The next book to be published by Puritan reprints will be "Life of Jonathan Edwards" by Samuel Milller, D.D. This will be a facsimile of the first edition published in 1837. I hope to have this available within a couple weeks.

I'm open to any suggestions of books that you would like to see back in print. After the above title I was thinking about reprinting "Wodrow's Life of Robert Bruce" and "Sermons of Robert Bruce", but this may take some time because there is still a lot of gaelic in the text.

http://puritanreprints.com


----------



## VirginiaHuguenot (Nov 17, 2006)

Greg -- You might be interested to check out this thread.


----------



## Mayflower (Nov 17, 2006)

PresReformed said:


> The next book to be published by Puritan reprints will be "Life of Jonathan Edwards" by Samuel Milller, D.D. This will be a facsimile of the first edition published in 1837. I hope to have this available within a couple weeks.
> 
> I'm open to any suggestions of books that you would like to see back in print.
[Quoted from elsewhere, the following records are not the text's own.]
//! CLI for the vox-geometry solvers and point searchers

use clap::{Parser, Subcommand, ValueEnum};
use colored::*;
use glam::DVec3;
use rand::rngs::StdRng;
use rand::{Rng, SeedableRng};
use std::time::Instant;
use tracing::debug;
use tracing_subscriber::EnvFilter;

use vox_geometry::blas::{Blas, FdmBlas};
use vox_geometry::cg::{FdmCgSolver, FdmPcgSolver};
use vox_geometry::gauss_seidel::FdmGaussSeidelSolver;
use vox_geometry::grid::FdmVector;
use vox_geometry::iccg::FdmIccgSolver;
use vox_geometry::jacobi::FdmJacobiSolver;
use vox_geometry::linear_system::FdmMgLinearSystem;
use vox_geometry::mg::{FdmMgSolver, MgParameters};
use vox_geometry::mgpcg::FdmMgpcgSolver;
use vox_geometry::query::{
    PointNeighborSearcher3, PointParallelHashGridSearcher3, PointSimpleListSearcher3,
};
use vox_geometry::stencil::{mg_poisson_system, poisson_system};
use vox_geometry::{ExecutionContext, FdmLinearSystemSolver, FdmMgLinearSystemSolver};

#[derive(Parser)]
#[command(name = "vox")]
#[command(about = "Finite-difference solvers and spatial queries", long_about = None)]
struct Cli {
    #[command(subcommand)]
    command: Commands,
}

#[derive(Subcommand)]
enum Commands {
    /// Solve the model Poisson problem -Δu = 1 on the unit square/cube
    Solve {
        /// Solver to run
        #[arg(short, long, value_enum, default_value_t = SolverKind::Mgpcg)]
        solver: SolverKind,

        /// Cells per axis
        #[arg(short, long, default_value_t = 64)]
        resolution: usize,

        /// Grid dimensionality (2 or 3)
        #[arg(short, long, default_value_t = 3, value_parser = clap::value_parser!(u8).range(2..=3))]
        dimensions: u8,

        /// Iteration cap (V-cycles for mg, CG iterations for mgpcg)
        #[arg(short, long, default_value_t = 1000)]
        max_iterations: usize,

        /// Absolute residual tolerance
        #[arg(short, long, default_value_t = 1e-8)]
        tolerance: f64,

        /// Maximum multigrid levels (mg and mgpcg only)
        #[arg(short, long, default_value_t = 5)]
        levels: usize,

        /// Worker threads (1 = serial, 0 = all cores)
        #[arg(long, default_value_t = 1)]
        threads: usize,
    },

    /// Index random points in a hash grid and run radius queries
    Search {
        /// Number of points
        #[arg(short, long, default_value_t = 100_000)]
        points: usize,

        /// Query radius
        #[arg(short, long, default_value_t = 1.0)]
        radius: f64,

        /// Hash-grid buckets per axis
        #[arg(long, default_value_t = 64)]
        resolution: usize,

        /// Number of random queries
        #[arg(short, long, default_value_t = 1000)]
        queries: usize,

        /// Also run the brute-force searcher and compare results
        #[arg(long)]
        verify: bool,

        /// Random seed
        #[arg(long, default_value_t = 42)]
        seed: u64,

        /// Worker threads for the build (1 = serial, 0 = all cores)
        #[arg(long, default_value_t = 1)]
        threads: usize,
    },
}

#[derive(Clone, Copy, Debug, PartialEq, Eq, ValueEnum)]
enum SolverKind {
    Cg,
    Pcg,
    Iccg,
    Jacobi,
    GaussSeidel,
    Mg,
    Mgpcg,
}

struct SolveOptions {
    solver: SolverKind,
    resolution: usize,
    max_iterations: usize,
    tolerance: f64,
    levels: usize,
    ctx: ExecutionContext,
}

/// Outcome of a solve, reported the same way for every solver.
struct SolveReport {
    converged: bool,
    iterations: usize,
    residual: f64,
    true_residual: f64,
}

fn execution_context(threads: usize) -> anyhow::Result<ExecutionContext> {
    let ctx = match threads {
        0 => ExecutionContext::with_hardware_concurrency()?,
        1 => ExecutionContext::serial(),
        n => ExecutionContext::parallel(n)?,
    };
    debug!("execution policy {:?} with {} threads", ctx.policy(), ctx.threads());
    Ok(ctx)
}

fn mg_params(levels: usize) -> MgParameters {
    MgParameters {
        max_number_of_levels: levels,
        ..MgParameters::default()
    }
}

fn run_flat<const N: usize>(
    opts: &SolveOptions,
    mut solver: Box<dyn FdmLinearSystemSolver<N>>,
) -> anyhow::Result<SolveReport> {
    let n = opts.resolution;
    let mut system = poisson_system([n; N], 1.0 / n as f64, |_| 1.0, &opts.ctx);

    let converged = solver.solve(&mut system)?;

    let mut r = FdmVector::<N>::default();
    FdmBlas::<N>::residual(&system.a, &system.x, &system.b, &mut r);
    Ok(SolveReport {
        converged,
        iterations: solver.last_number_of_iterations(),
        residual: solver.last_residual(),
        true_residual: FdmBlas::<N>::l2_norm(&r),
    })
}

fn run_mg<const N: usize>(
    opts: &SolveOptions,
    mut solver: Box<dyn FdmMgLinearSystemSolver<N>>,
) -> anyhow::Result<SolveReport> {
    let n = opts.resolution;
    let b = FdmVector::<N>::filled([n; N], 1.0);
    let mut system: FdmMgLinearSystem<N> =
        mg_poisson_system(&b, 1.0 / n as f64, opts.levels, &opts.ctx);
    println!("  Levels: {}", system.number_of_levels());

    let converged = solver.solve_mg(&mut system)?;

    let mut r = FdmVector::<N>::default();
    FdmBlas::<N>::residual(
        &system.a.levels[0],
        &system.x.levels[0],
        &system.b.levels[0],
        &mut r,
    );
    Ok(SolveReport {
        converged,
        iterations: solver.last_number_of_iterations(),
        residual: solver.last_residual(),
        true_residual: FdmBlas::<N>::l2_norm(&r),
    })
}

fn solve<const N: usize>(opts: &SolveOptions) -> anyhow::Result<SolveReport> {
    let (max, tol, ctx) = (opts.max_iterations, opts.tolerance, opts.ctx.clone());
    match opts.solver {
        SolverKind::Cg => run_flat::<N>(opts, Box::new(FdmCgSolver::<N>::new(max, tol))),
        SolverKind::Pcg => run_flat::<N>(opts, Box::new(FdmPcgSolver::<N>::new(max, tol))),
        SolverKind::Iccg => run_flat::<N>(opts, Box::new(FdmIccgSolver::<N>::new(max, tol))),
        SolverKind::Jacobi => {
            let solver = FdmJacobiSolver::<N>::new(max, 1, tol).with_execution(ctx);
            run_flat::<N>(opts, Box::new(solver))
        }
        SolverKind::GaussSeidel => {
            // Red-black ordering is the only sweep that runs in parallel.
            let red_black = ctx.is_parallel();
            let solver =
                FdmGaussSeidelSolver::<N>::new(max, 10, tol, 1.0, red_black).with_execution(ctx);
            run_flat::<N>(opts, Box::new(solver))
        }
        SolverKind::Mg => {
            let params = MgParameters {
                max_tolerance: tol,
                ..mg_params(opts.levels)
            };
            let solver = FdmMgSolver::<N>::new(params)
                .with_max_number_of_cycles(max)
                .with_execution(ctx);
            run_mg::<N>(opts, Box::new(solver))
        }
        SolverKind::Mgpcg => {
            let solver =
                FdmMgpcgSolver::<N>::new(max, tol, mg_params(opts.levels)).with_execution(ctx);
            run_mg::<N>(opts, Box::new(solver))
        }
    }
}

fn random_points(rng: &mut StdRng, n: usize, extent: f64) -> Vec<DVec3> {
    (0..n)
        .map(|_| {
            DVec3::new(
                rng.gen_range(0.0..extent),
                rng.gen_range(0.0..extent),
                rng.gen_range(0.0..extent),
            )
        })
        .collect()
}

fn sorted_neighbors<S: PointNeighborSearcher3>(s: &S, origin: DVec3, radius: f64) -> Vec<usize> {
    let mut found = Vec::new();
    s.for_each_nearby_point(origin, radius, |i, _| found.push(i));
    found.sort_unstable();
    found
}

fn main() -> anyhow::Result<()> {
    tracing_subscriber::fmt()
        .with_env_filter(
            EnvFilter::try_from_default_env().unwrap_or_else(|_| EnvFilter::new("info")),
        )
        .init();

    let cli = Cli::parse();

    match cli.command {
        Commands::Solve {
            solver,
            resolution,
            dimensions,
            max_iterations,
            tolerance,
            levels,
            threads,
        } => {
            let opts = SolveOptions {
                solver,
                resolution,
                max_iterations,
                tolerance,
                levels,
                ctx: execution_context(threads)?,
            };

            println!(
                "{} Solving {}D Poisson problem with {:?}...",
                "→".green().bold(),
                dimensions,
                solver
            );
            println!("  Resolution: {}", resolution);
            println!("  Threads: {}", opts.ctx.threads());

            let start = Instant::now();
            let report = if dimensions == 2 {
                solve::<2>(&opts)?
            } else {
                solve::<3>(&opts)?
            };
            let elapsed = start.elapsed();

            if report.converged {
                println!("{} Converged", "✓".green().bold());
            } else {
                println!("{} Did not converge", "✗".red().bold());
            }
            println!("  Iterations: {}", report.iterations.to_string().cyan());
            println!("  Residual: {:.6e}", report.residual);
            println!("  True residual: {:.6e}", report.true_residual);
            println!("  Time: {:?}", elapsed);
        }

        Commands::Search {
            points,
            radius,
            resolution,
            queries,
            verify,
            seed,
            threads,
        } => {
            let ctx = execution_context(threads)?;
            let spacing = 2.0 * radius;
            let extent = spacing * resolution as f64;

            println!("{} Generating {} points...", "→".yellow(), points);
            let mut rng = StdRng::seed_from_u64(seed);
            let cloud = random_points(&mut rng, points, extent);
            let origins = random_points(&mut rng, queries, extent);

            let mut grid =
                PointParallelHashGridSearcher3::new([resolution; 3], spacing)?.with_execution(ctx);

            let start = Instant::now();
            grid.build(&cloud);
            let build_time = start.elapsed();
            println!(
                "{} Built {} in {:?}",
                "✓".green().bold(),
                grid.type_name().cyan(),
                build_time
            );

            let start = Instant::now();
            let mut total = 0usize;
            for &origin in &origins {
                grid.for_each_nearby_point(origin, radius, |_, _| total += 1);
            }
            let query_time = start.elapsed();

            println!(
                "{} Completed {} queries in {:?}",
                "✓".green().bold(),
                queries,
                query_time
            );
            println!(
                "  Average neighbours: {:.2}",
                total as f64 / queries.max(1) as f64
            );
            println!(
                "  QPS: {:.0}",
                queries as f64 / query_time.as_secs_f64().max(f64::EPSILON)
            );

            if verify {
                println!("{} Verifying against brute force...", "→".yellow());
                let mut list = PointSimpleListSearcher3::new();
                list.build(&cloud);
                let mismatches = origins
                    .iter()
                    .filter(|&&o| {
                        sorted_neighbors(&grid, o, radius) != sorted_neighbors(&list, o, radius)
                    })
                    .count();
                if mismatches == 0 {
                    println!("{} All queries match", "✓".green().bold());
                } else {
                    anyhow::bail!("{} of {} queries disagree with brute force", mismatches, queries);
                }
            }
        }
    }

    Ok(())
}
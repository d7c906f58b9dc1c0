//! Grid-hierarchy helpers for the multigrid solvers.
//!
//! Level 0 is the finest grid; level `k + 1` has exactly half the per-axis
//! resolution of level `k`.

use crate::execution::ExecutionContext;
use crate::grid::{FdmVector, Grid};

/// Separable restriction weights applied to fine cells
/// `2c - 1, 2c, 2c + 1, 2c + 2` along each axis.
const RESTRICT_KERNEL: [f64; 4] = [0.125, 0.375, 0.375, 0.125];

/// Resize `levels` to `number_of_levels` grids whose last (coarsest) level
/// has resolution `coarsest`, doubling every axis towards level 0.
///
/// `number_of_levels` is floored to 1.
pub fn resize_array_with_coarsest<T: Clone + Default, const N: usize>(
    coarsest: [usize; N],
    number_of_levels: usize,
    levels: &mut Vec<Grid<T, N>>,
) {
    let number_of_levels = number_of_levels.max(1);
    levels.resize_with(number_of_levels, Grid::default);

    let mut size = coarsest;
    for level in (0..number_of_levels).rev() {
        levels[level].resize(size);
        for s in size.iter_mut() {
            *s *= 2;
        }
    }
}

/// Resize `levels` to a hierarchy whose level 0 has resolution `finest`.
///
/// Axes are halved while every axis is even and fewer than
/// `max_number_of_levels` levels have been produced.
pub fn resize_array_with_finest<T: Clone + Default, const N: usize>(
    finest: [usize; N],
    max_number_of_levels: usize,
    levels: &mut Vec<Grid<T, N>>,
) {
    let mut coarsest = finest;
    let mut number_of_levels = 1;
    while number_of_levels < max_number_of_levels
        && coarsest.iter().all(|&s| s > 0 && s % 2 == 0)
    {
        for s in coarsest.iter_mut() {
            *s /= 2;
        }
        number_of_levels += 1;
    }
    resize_array_with_coarsest(coarsest, number_of_levels, levels);
}

/// Fine-grid indices feeding coarse index `c` on one axis.
#[inline]
fn restrict_taps(c: usize, coarse_n: usize) -> [usize; 4] {
    [
        if c > 0 { 2 * c - 1 } else { 2 * c },
        2 * c,
        2 * c + 1,
        if c + 1 < coarse_n { 2 * c + 2 } else { 2 * c + 1 },
    ]
}

/// Coarse-grid indices and weights interpolated into fine index `f` on one
/// axis.
#[inline]
fn correct_taps(f: usize, fine_n: usize) -> ([usize; 2], [f64; 2]) {
    let c = f / 2;
    if f % 2 == 0 {
        ([if f > 1 { c - 1 } else { c }, c], [0.25, 0.75])
    } else {
        ([c, if f + 1 < fine_n { c + 1 } else { c }], [0.75, 0.25])
    }
}

/// Restrict `finer` onto `coarser` with the separable
/// `(1/8, 3/8, 3/8, 1/8)` kernel. Edge taps are clamped into the grid.
///
/// # Panics
///
/// Debug-asserts that `finer` has twice the per-axis resolution of
/// `coarser`.
pub fn restrict<const N: usize>(
    finer: &FdmVector<N>,
    coarser: &mut FdmVector<N>,
    ctx: &ExecutionContext,
) {
    let coarse_size = coarser.size();
    debug_assert!(
        (0..N).all(|axis| finer.size()[axis] == 2 * coarse_size[axis]),
        "restrict: {:?} is not twice {:?}",
        finer.size(),
        coarse_size,
    );

    let fine_strides = finer.strides();
    let fine = finer.as_slice();
    let combos = 4usize.pow(N as u32);

    coarser.update_each(ctx, |_, coord, out| {
        let mut taps = [[0usize; 4]; N];
        for axis in 0..N {
            taps[axis] = restrict_taps(coord[axis], coarse_size[axis]);
        }

        let mut sum = 0.0;
        for combo in 0..combos {
            let mut rest = combo;
            let mut weight = 1.0;
            let mut index = 0;
            for axis in 0..N {
                let k = rest % 4;
                rest /= 4;
                weight *= RESTRICT_KERNEL[k];
                index += taps[axis][k] * fine_strides[axis];
            }
            sum += weight * fine[index];
        }
        *out = sum;
    });
}

/// Interpolate `coarser` with separable `(1/4, 3/4)` weights and add the
/// result into `finer`.
///
/// # Panics
///
/// Debug-asserts that `finer` has twice the per-axis resolution of
/// `coarser`.
pub fn correct<const N: usize>(
    coarser: &FdmVector<N>,
    finer: &mut FdmVector<N>,
    ctx: &ExecutionContext,
) {
    let fine_size = finer.size();
    debug_assert!(
        (0..N).all(|axis| fine_size[axis] == 2 * coarser.size()[axis]),
        "correct: {:?} is not twice {:?}",
        fine_size,
        coarser.size(),
    );

    let coarse_strides = coarser.strides();
    let coarse = coarser.as_slice();
    let combos = 1usize << N;

    finer.update_each(ctx, |_, coord, out| {
        let mut taps = [([0usize; 2], [0.0f64; 2]); N];
        for axis in 0..N {
            taps[axis] = correct_taps(coord[axis], fine_size[axis]);
        }

        let mut sum = 0.0;
        for combo in 0..combos {
            let mut weight = 1.0;
            let mut index = 0;
            for axis in 0..N {
                let k = (combo >> axis) & 1;
                weight *= taps[axis].1[k];
                index += taps[axis].0[k] * coarse_strides[axis];
            }
            sum += weight * coarse[index];
        }
        *out += sum;
    });
}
After the above title I was thinking about reprinting "Wodrow's Life of Robert Bruce" and "Sermons of Robert Bruce", but this may take some time because there is still a lot of gaelic in the text.
> 
> http://puritanreprints.com



Dear Greg,

What about :
William Ames, Conscience with the Power and Cases Thereof ?


----------



## NaphtaliPress (Nov 17, 2006)

Greg,
I think there was a 19th century "english" version of the sermons, at least those on the Lord's supper (if I'm not confusing my authors); I'm not sure about the life, if it was included or not. Probably not. Are you speaking of the Wodrow Society text?


----------



## PresReformed (Nov 17, 2006)

NaphtaliPress said:


> Greg,
> I think there was a 19th century "english" version of the sermons, at least those on the Lord's supper (if I'm not confusing my authors); I'm not sure about the life, if it was included or not. Probably not. Are you speaking of the Wodrow Society text?



Yes I am. It was edited by William Cunningham and published in 1841, but it still has a lot of gaelic in it. I tried to read it at one time and gave up. It is a collection of all known sermons of Bruce (17 in all). His sermons on the Lord's Supper (5 sermons) were revised and reprinted in 1958.


----------



## PresReformed (Nov 17, 2006)

Mayflower said:


> Dear Greg,
> 
> What about :
> William Ames, Conscience with the Power and Cases Thereof ?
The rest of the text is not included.